◆ EXTRACTED INFORMATION ◆
┌──

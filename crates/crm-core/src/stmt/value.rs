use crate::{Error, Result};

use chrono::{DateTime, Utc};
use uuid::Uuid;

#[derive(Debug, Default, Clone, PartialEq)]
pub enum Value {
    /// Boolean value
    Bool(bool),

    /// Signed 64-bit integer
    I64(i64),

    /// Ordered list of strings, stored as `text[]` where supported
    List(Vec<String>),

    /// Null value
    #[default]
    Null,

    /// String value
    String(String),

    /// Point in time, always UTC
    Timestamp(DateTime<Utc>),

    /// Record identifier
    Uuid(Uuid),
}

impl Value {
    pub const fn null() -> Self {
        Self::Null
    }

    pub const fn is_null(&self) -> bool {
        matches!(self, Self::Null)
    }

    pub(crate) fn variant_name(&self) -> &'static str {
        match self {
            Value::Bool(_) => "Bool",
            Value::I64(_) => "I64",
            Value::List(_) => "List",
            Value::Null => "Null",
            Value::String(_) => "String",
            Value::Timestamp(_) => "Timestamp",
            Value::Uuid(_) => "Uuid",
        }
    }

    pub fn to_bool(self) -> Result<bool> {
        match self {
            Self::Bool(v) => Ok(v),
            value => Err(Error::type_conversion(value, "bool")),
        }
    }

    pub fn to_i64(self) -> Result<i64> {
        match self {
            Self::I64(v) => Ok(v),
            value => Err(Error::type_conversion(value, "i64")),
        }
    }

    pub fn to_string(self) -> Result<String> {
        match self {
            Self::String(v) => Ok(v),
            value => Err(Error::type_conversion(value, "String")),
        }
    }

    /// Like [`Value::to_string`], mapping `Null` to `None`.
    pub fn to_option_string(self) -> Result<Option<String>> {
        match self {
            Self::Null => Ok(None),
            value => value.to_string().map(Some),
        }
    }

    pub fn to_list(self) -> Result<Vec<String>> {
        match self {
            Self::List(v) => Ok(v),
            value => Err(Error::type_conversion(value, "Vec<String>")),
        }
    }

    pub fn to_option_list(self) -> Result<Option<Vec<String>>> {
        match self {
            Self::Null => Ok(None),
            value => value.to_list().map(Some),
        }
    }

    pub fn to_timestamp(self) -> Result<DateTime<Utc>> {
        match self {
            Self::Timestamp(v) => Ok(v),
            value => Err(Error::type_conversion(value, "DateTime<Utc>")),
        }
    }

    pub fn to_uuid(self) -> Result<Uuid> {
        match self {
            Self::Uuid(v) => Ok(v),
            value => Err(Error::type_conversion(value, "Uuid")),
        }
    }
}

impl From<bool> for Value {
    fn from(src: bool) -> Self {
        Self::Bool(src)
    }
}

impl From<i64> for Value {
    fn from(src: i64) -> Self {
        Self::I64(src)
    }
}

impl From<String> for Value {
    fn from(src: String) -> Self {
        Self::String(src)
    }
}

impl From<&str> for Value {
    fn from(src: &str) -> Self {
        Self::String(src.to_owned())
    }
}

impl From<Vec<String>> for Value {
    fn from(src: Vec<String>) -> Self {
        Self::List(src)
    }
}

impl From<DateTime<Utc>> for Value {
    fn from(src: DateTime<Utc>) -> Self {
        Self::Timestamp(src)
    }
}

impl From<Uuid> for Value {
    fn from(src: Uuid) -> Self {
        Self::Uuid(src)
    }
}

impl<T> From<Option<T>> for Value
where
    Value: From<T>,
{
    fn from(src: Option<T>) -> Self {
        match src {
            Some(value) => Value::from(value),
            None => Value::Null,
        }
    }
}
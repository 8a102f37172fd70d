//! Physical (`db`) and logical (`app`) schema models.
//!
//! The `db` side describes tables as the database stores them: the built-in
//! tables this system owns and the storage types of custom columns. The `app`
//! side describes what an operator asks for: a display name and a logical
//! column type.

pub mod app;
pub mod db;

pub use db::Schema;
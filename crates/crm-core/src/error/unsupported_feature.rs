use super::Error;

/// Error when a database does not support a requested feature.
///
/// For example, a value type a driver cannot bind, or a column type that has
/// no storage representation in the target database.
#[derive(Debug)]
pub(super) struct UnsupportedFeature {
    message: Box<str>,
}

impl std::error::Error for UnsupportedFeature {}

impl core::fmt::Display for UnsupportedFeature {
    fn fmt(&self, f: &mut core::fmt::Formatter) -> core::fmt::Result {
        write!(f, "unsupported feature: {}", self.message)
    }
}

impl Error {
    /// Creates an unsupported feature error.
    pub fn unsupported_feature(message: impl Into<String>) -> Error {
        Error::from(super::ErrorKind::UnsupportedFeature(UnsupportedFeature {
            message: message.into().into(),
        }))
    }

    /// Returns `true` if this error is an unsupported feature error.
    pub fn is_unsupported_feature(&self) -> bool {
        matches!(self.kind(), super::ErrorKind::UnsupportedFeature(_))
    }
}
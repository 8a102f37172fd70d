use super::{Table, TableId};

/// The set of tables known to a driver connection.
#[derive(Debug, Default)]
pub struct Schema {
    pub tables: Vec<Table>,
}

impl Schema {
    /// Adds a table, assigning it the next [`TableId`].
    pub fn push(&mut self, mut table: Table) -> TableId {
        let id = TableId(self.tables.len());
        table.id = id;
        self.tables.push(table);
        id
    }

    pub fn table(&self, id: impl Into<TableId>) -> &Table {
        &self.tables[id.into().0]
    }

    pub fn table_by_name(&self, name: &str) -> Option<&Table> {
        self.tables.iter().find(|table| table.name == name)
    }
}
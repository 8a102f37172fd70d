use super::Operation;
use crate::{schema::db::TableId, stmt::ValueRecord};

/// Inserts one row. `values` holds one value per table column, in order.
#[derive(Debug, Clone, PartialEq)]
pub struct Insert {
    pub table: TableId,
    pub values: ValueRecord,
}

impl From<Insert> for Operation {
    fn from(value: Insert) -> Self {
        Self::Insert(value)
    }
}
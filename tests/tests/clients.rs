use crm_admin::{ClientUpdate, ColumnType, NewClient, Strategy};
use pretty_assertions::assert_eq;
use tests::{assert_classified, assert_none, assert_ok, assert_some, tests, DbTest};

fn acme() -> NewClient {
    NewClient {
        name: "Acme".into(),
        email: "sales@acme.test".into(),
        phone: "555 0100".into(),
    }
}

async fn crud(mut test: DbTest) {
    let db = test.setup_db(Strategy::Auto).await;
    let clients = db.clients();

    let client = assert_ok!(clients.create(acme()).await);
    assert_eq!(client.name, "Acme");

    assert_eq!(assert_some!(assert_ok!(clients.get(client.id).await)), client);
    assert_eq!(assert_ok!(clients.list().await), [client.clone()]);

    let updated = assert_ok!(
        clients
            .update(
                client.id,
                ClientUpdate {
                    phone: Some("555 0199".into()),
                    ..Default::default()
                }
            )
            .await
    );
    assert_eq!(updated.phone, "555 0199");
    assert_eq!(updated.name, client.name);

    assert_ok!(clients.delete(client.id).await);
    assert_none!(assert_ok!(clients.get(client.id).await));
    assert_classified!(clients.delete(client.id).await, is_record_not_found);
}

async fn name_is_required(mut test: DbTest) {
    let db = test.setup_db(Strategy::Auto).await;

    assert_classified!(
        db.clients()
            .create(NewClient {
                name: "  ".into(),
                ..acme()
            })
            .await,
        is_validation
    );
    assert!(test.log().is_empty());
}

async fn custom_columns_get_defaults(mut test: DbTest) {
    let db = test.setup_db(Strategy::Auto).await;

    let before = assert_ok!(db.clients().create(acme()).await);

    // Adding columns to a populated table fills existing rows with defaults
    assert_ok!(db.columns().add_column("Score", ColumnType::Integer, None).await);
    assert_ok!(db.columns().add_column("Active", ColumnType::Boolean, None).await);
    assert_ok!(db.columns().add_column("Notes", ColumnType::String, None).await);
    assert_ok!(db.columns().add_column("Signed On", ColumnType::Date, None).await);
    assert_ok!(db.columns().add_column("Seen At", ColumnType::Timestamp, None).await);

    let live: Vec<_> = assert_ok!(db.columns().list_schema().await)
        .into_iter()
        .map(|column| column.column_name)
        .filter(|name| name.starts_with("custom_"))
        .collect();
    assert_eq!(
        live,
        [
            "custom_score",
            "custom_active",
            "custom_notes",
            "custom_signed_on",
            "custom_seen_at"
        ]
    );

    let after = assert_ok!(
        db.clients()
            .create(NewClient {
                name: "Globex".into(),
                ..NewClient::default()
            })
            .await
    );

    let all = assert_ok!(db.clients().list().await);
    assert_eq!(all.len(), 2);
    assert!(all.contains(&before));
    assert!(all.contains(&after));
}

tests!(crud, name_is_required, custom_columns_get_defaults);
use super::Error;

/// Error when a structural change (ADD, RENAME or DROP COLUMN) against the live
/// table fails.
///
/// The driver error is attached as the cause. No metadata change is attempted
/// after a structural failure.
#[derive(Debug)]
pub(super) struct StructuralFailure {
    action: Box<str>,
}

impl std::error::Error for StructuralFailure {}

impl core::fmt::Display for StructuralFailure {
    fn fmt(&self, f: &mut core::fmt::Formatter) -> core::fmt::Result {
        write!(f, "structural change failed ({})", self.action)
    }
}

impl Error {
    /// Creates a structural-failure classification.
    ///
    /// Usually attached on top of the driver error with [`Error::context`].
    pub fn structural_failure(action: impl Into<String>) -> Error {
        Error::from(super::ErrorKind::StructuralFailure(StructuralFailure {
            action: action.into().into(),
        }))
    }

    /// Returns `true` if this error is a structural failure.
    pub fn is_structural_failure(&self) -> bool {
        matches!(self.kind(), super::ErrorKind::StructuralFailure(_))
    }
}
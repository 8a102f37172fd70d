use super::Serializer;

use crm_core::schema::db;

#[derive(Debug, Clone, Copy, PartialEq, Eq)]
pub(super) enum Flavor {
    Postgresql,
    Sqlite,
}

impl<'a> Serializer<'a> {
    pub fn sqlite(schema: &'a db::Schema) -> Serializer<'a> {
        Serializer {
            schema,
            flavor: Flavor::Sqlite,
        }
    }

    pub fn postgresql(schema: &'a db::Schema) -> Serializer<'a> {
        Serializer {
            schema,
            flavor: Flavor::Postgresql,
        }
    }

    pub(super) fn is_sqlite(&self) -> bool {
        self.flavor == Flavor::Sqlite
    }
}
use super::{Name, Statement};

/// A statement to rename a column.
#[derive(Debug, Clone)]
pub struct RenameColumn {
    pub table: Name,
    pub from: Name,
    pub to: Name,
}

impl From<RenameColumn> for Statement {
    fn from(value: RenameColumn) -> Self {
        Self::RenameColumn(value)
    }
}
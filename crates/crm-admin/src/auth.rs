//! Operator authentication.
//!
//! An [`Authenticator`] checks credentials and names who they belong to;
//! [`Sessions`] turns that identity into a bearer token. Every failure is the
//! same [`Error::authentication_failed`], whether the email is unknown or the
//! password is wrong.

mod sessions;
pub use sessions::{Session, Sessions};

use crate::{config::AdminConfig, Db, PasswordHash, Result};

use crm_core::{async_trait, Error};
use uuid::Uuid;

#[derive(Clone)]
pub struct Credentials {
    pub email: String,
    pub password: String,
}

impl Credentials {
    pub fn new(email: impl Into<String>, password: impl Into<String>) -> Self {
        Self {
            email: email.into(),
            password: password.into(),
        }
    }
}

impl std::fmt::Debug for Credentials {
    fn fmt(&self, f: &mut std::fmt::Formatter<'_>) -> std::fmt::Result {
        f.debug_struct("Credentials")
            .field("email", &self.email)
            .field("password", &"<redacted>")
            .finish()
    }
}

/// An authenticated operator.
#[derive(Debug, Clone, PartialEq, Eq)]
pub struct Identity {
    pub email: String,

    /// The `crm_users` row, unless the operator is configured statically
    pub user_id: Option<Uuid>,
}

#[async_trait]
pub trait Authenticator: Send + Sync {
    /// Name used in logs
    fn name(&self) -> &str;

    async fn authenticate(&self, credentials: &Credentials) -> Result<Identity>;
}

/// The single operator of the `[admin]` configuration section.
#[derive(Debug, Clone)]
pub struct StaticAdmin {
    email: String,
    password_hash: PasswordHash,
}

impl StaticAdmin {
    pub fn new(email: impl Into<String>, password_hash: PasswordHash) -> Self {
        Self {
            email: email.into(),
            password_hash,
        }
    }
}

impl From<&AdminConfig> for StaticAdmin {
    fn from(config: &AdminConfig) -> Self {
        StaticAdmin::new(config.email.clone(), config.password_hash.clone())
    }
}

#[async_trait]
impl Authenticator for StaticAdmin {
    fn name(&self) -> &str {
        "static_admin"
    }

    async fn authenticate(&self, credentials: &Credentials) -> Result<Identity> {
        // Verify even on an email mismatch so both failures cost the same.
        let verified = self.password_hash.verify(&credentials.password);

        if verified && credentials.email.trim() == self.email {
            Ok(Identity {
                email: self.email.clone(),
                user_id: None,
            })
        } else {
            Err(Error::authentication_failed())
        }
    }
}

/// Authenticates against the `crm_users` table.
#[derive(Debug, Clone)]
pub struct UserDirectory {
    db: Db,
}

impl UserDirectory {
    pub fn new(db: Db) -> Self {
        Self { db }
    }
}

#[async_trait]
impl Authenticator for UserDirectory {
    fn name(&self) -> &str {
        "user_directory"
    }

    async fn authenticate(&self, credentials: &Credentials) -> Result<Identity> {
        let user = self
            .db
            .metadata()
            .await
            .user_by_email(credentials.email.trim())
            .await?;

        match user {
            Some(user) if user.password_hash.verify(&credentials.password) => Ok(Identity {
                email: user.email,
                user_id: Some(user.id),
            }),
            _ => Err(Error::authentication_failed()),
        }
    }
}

└──

Please filter the data down to the lines containing the word "when".

◆ PROBLEM SOLUTION ◆
/// Error when a database does not support a requested feature.
/// Error when a structural change (ADD, RENAME or DROP COLUMN) against the live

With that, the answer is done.